*WHAT THE TASK REQUIRES*
From the first line onward, reproduce the records exactly; the final line to include is the one holding "rendering a template.".

**********

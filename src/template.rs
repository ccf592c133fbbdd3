//! Placeholder substitution for the repository manifest template.
//!
//! Templates use `{name}` placeholders; `{{` and `}}` stand for literal
//! braces. Substituted values are XML escaped because the template renders
//! an `addon.xml` document.

use quick_xml::escape::escape;
use thiserror::Error;

/// Errors raised while rendering a template.
#[derive(Debug, Error, PartialEq, Eq)]
pub enum TemplateError {
    /// The template references a placeholder with no value.
    #[error("unknown template placeholder `{{{name}}}`")]
    UnknownPlaceholder {
        /// Placeholder name without braces.
        name: String,
    },

    /// A `{` was opened but never closed.
    #[error("unterminated placeholder at byte {offset}")]
    Unterminated {
        /// Byte offset of the opening brace.
        offset: usize,
    },

    /// A lone `}` appeared outside a placeholder.
    #[error("unmatched `}}` at byte {offset}")]
    UnmatchedBrace {
        /// Byte offset of the brace.
        offset: usize,
    },
}

/// Render `template`, replacing each `{name}` with the matching value.
///
/// # Errors
///
/// Returns a [`TemplateError`] for unknown placeholders and unbalanced
/// braces.
///
/// # Examples
///
/// ```
/// use kodi_repo_generator::template::render;
///
/// let xml = render("<addon id=\"{id}\" name=\"{name}\"/>", &[("id", "a"), ("name", "A & B")])
///     .unwrap();
/// assert_eq!(xml, "<addon id=\"a\" name=\"A &amp; B\"/>");
/// ```
pub fn render(template: &str, values: &[(&str, &str)]) -> Result<String, TemplateError> {
    let mut rendered = String::with_capacity(template.len());
    let mut rest = template;

    while let Some(pos) = rest.find(['{', '}']) {
        let (literal, tail) = rest.split_at(pos);
        rendered.push_str(literal);
        let offset = template.len() - tail.len();

        if let Some(after) = tail.strip_prefix("{{") {
            rendered.push('{');
            rest = after;
        } else if let Some(after) = tail.strip_prefix("}}") {
            rendered.push('}');
            rest = after;
        } else if let Some(after) = tail.strip_prefix('{') {
            let (name, remainder) = after
                .split_once('}')
                .ok_or(TemplateError::Unterminated { offset })?;
            let value = lookup(values, name)?;
            rendered.push_str(&escape(value));
            rest = remainder;
        } else {
            return Err(TemplateError::UnmatchedBrace { offset });
        }
    }

    rendered.push_str(rest);
    Ok(rendered)
}

fn lookup<'a>(values: &[(&str, &'a str)], name: &str) -> Result<&'a str, TemplateError> {
    values
        .iter()
        .find(|(key, _)| *key == name)
        .map(|(_, value)| *value)
        .ok_or_else(|| TemplateError::UnknownPlaceholder {
            name: name.to_owned(),
        })
}

#[cfg(test)]
mod tests {
    use super::*;
    use rstest::rstest;

    #[rstest]
    #[case::plain("no placeholders", "no placeholders")]
    #[case::single("id={id}", "id=repo")]
    #[case::repeated("{id}/{id}", "repo/repo")]
    #[case::escaped_braces("{{id}} {id}", "{id} repo")]
    #[case::trailing("{url}{output}addons.xml", "https://host/_zips/addons.xml")]
    fn substitutes_known_placeholders(#[case] template: &str, #[case] expected: &str) {
        let values = [
            ("id", "repo"),
            ("url", "https://host/"),
            ("output", "_zips/"),
        ];
        assert_eq!(render(template, &values), Ok(expected.to_owned()));
    }

    #[test]
    fn escapes_markup_in_values() {
        let rendered = render("<summary>{s}</summary>", &[("s", "<b>\"Tom\" & Jerry</b>")])
            .expect("render succeeds");
        assert_eq!(
            rendered,
            "<summary>&lt;b&gt;&quot;Tom&quot; &amp; Jerry&lt;/b&gt;</summary>"
        );
    }

    #[test]
    fn unknown_placeholder_is_an_error() {
        assert_eq!(
            render("{missing}", &[("id", "repo")]),
            Err(TemplateError::UnknownPlaceholder {
                name: "missing".to_owned()
            })
        );
    }

    #[test]
    fn unterminated_placeholder_reports_offset() {
        assert_eq!(
            render("abc{id", &[("id", "repo")]),
            Err(TemplateError::Unterminated { offset: 3 })
        );
    }

    #[test]
    fn lone_closing_brace_is_an_error() {
        assert_eq!(
            render("a}b", &[]),
            Err(TemplateError::UnmatchedBrace { offset: 1 })
        );
    }
}
use std::path::{Path, PathBuf};
use std::time::Duration;

use rusqlite::Connection;
use tracing::debug;

use crate::error::IngestError;
use crate::util::now_utc_string;

mod copy;
#[cfg(test)]
mod tests;

pub use copy::{CopyValue, StagingBuffer, copy_in};

pub const DB_SCHEMA_VERSION: &str = "0.3.0";

/// Hands out one dedicated connection per caller. Connections are never
/// shared between workers.
pub trait ConnectionFactory: Send + Sync {
    fn connect(&self) -> Result<Connection, IngestError>;
}

#[derive(Debug, Clone)]
pub struct SqliteConnectionFactory {
    db_path: PathBuf,
    lock_timeout: Duration,
}

impl SqliteConnectionFactory {
    pub fn new(db_path: impl Into<PathBuf>, lock_timeout: Duration) -> Self {
        Self {
            db_path: db_path.into(),
            lock_timeout,
        }
    }

    pub fn db_path(&self) -> &Path {
        &self.db_path
    }

    /// Opens one connection and makes sure every table exists.
    pub fn bootstrap(&self) -> Result<(), IngestError> {
        let connection = self.connect()?;
        ensure_schema(&connection)?;
        Ok(())
    }
}

impl ConnectionFactory for SqliteConnectionFactory {
    fn connect(&self) -> Result<Connection, IngestError> {
        let connection = Connection::open(&self.db_path)?;
        configure_connection(&connection, self.lock_timeout)?;
        debug!(path = %self.db_path.display(), "opened store connection");
        Ok(connection)
    }
}

fn configure_connection(connection: &Connection, lock_timeout: Duration) -> Result<(), IngestError> {
    connection.busy_timeout(lock_timeout)?;
    connection.pragma_update(None, "journal_mode", "WAL")?;
    connection.pragma_update(None, "synchronous", "NORMAL")?;
    connection.pragma_update(None, "foreign_keys", "ON")?;
    Ok(())
}

pub fn ensure_schema(connection: &Connection) -> Result<(), IngestError> {
    connection.execute_batch(
        "
        CREATE TABLE IF NOT EXISTS metadata (
          key TEXT PRIMARY KEY,
          value TEXT NOT NULL
        );

        CREATE TABLE IF NOT EXISTS document_versions (
          document_version_id INTEGER PRIMARY KEY AUTOINCREMENT,
          region TEXT NOT NULL,
          doc_type TEXT NOT NULL,
          version TEXT NOT NULL,
          effective_date TEXT NOT NULL,
          metadata TEXT NOT NULL,
          source_digest TEXT,
          loaded_at TEXT NOT NULL
        );

        CREATE TABLE IF NOT EXISTS definition_items (
          item_id INTEGER PRIMARY KEY AUTOINCREMENT,
          document_version_id INTEGER NOT NULL,
          category TEXT NOT NULL CHECK (category IN ('admin', 'product', 'holiday')),
          code TEXT NOT NULL,
          group_name TEXT,
          description TEXT NOT NULL,
          taxable INTEGER,
          exempt INTEGER,
          included INTEGER,
          excluded INTEGER,
          threshold REAL,
          reference TEXT,
          comment TEXT,
          CHECK (NOT (taxable = 1 AND exempt = 1)),
          FOREIGN KEY(document_version_id) REFERENCES document_versions(document_version_id)
        );

        CREATE TABLE IF NOT EXISTS compliance_items (
          item_id INTEGER PRIMARY KEY AUTOINCREMENT,
          document_version_id INTEGER NOT NULL,
          section TEXT NOT NULL,
          question_number TEXT NOT NULL,
          topic TEXT NOT NULL,
          question_text TEXT NOT NULL,
          answer TEXT NOT NULL,
          compliance_met INTEGER,
          citation TEXT NOT NULL,
          effective_dates TEXT NOT NULL,
          notes TEXT NOT NULL,
          FOREIGN KEY(document_version_id) REFERENCES document_versions(document_version_id)
        );

        CREATE TABLE IF NOT EXISTS practice_items (
          item_id INTEGER PRIMARY KEY AUTOINCREMENT,
          document_version_id INTEGER NOT NULL,
          group_name TEXT NOT NULL,
          question_number TEXT NOT NULL,
          question_text TEXT NOT NULL,
          answer TEXT NOT NULL,
          compliance_met INTEGER,
          citation TEXT NOT NULL,
          notes TEXT NOT NULL,
          FOREIGN KEY(document_version_id) REFERENCES document_versions(document_version_id)
        );

        CREATE TABLE IF NOT EXISTS loading_status (
          digest TEXT PRIMARY KEY,
          region TEXT NOT NULL,
          doc_type TEXT NOT NULL,
          version TEXT NOT NULL,
          status TEXT NOT NULL CHECK (status IN ('started', 'completed', 'failed')),
          error TEXT,
          rows INTEGER,
          attempts INTEGER NOT NULL DEFAULT 0,
          started_at TEXT,
          completed_at TEXT,
          last_updated TEXT NOT NULL
        );

        CREATE INDEX IF NOT EXISTS idx_document_versions_lookup
          ON document_versions(region, doc_type, version);
        CREATE INDEX IF NOT EXISTS idx_definition_items_doc ON definition_items(document_version_id);
        CREATE INDEX IF NOT EXISTS idx_compliance_items_doc ON compliance_items(document_version_id);
        CREATE INDEX IF NOT EXISTS idx_practice_items_doc ON practice_items(document_version_id);
        CREATE INDEX IF NOT EXISTS idx_loading_status_status ON loading_status(status);
        ",
    )?;

    let now = now_utc_string();
    connection.execute(
        "INSERT INTO metadata(key, value) VALUES('db_schema_version', ?1)
         ON CONFLICT(key) DO UPDATE SET value=excluded.value",
        [DB_SCHEMA_VERSION],
    )?;
    connection.execute(
        "INSERT INTO metadata(key, value) VALUES('db_updated_at', ?1)
         ON CONFLICT(key) DO UPDATE SET value=excluded.value",
        [now],
    )?;

    Ok(())
}

pub fn count_rows(connection: &Connection, table: &str) -> Result<i64, IngestError> {
    let sql = format!("SELECT COUNT(*) FROM {table}");
    let count = connection.query_row(&sql, [], |row| row.get(0))?;
    Ok(count)
}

**********

*TASK RESULT*
filename src/template.rs
repository ccf592c133fbbdd3
//! Placeholder substitution for the repository manifest template.
//!
//! Templates use `{name}` placeholders; `{{` and `}}` stand for literal
//! braces. Substituted values are XML escaped because the template renders
//! an `addon.xml` document.

use quick_xml::escape::escape;
use thiserror::Error;

/// Errors raised while rendering a template.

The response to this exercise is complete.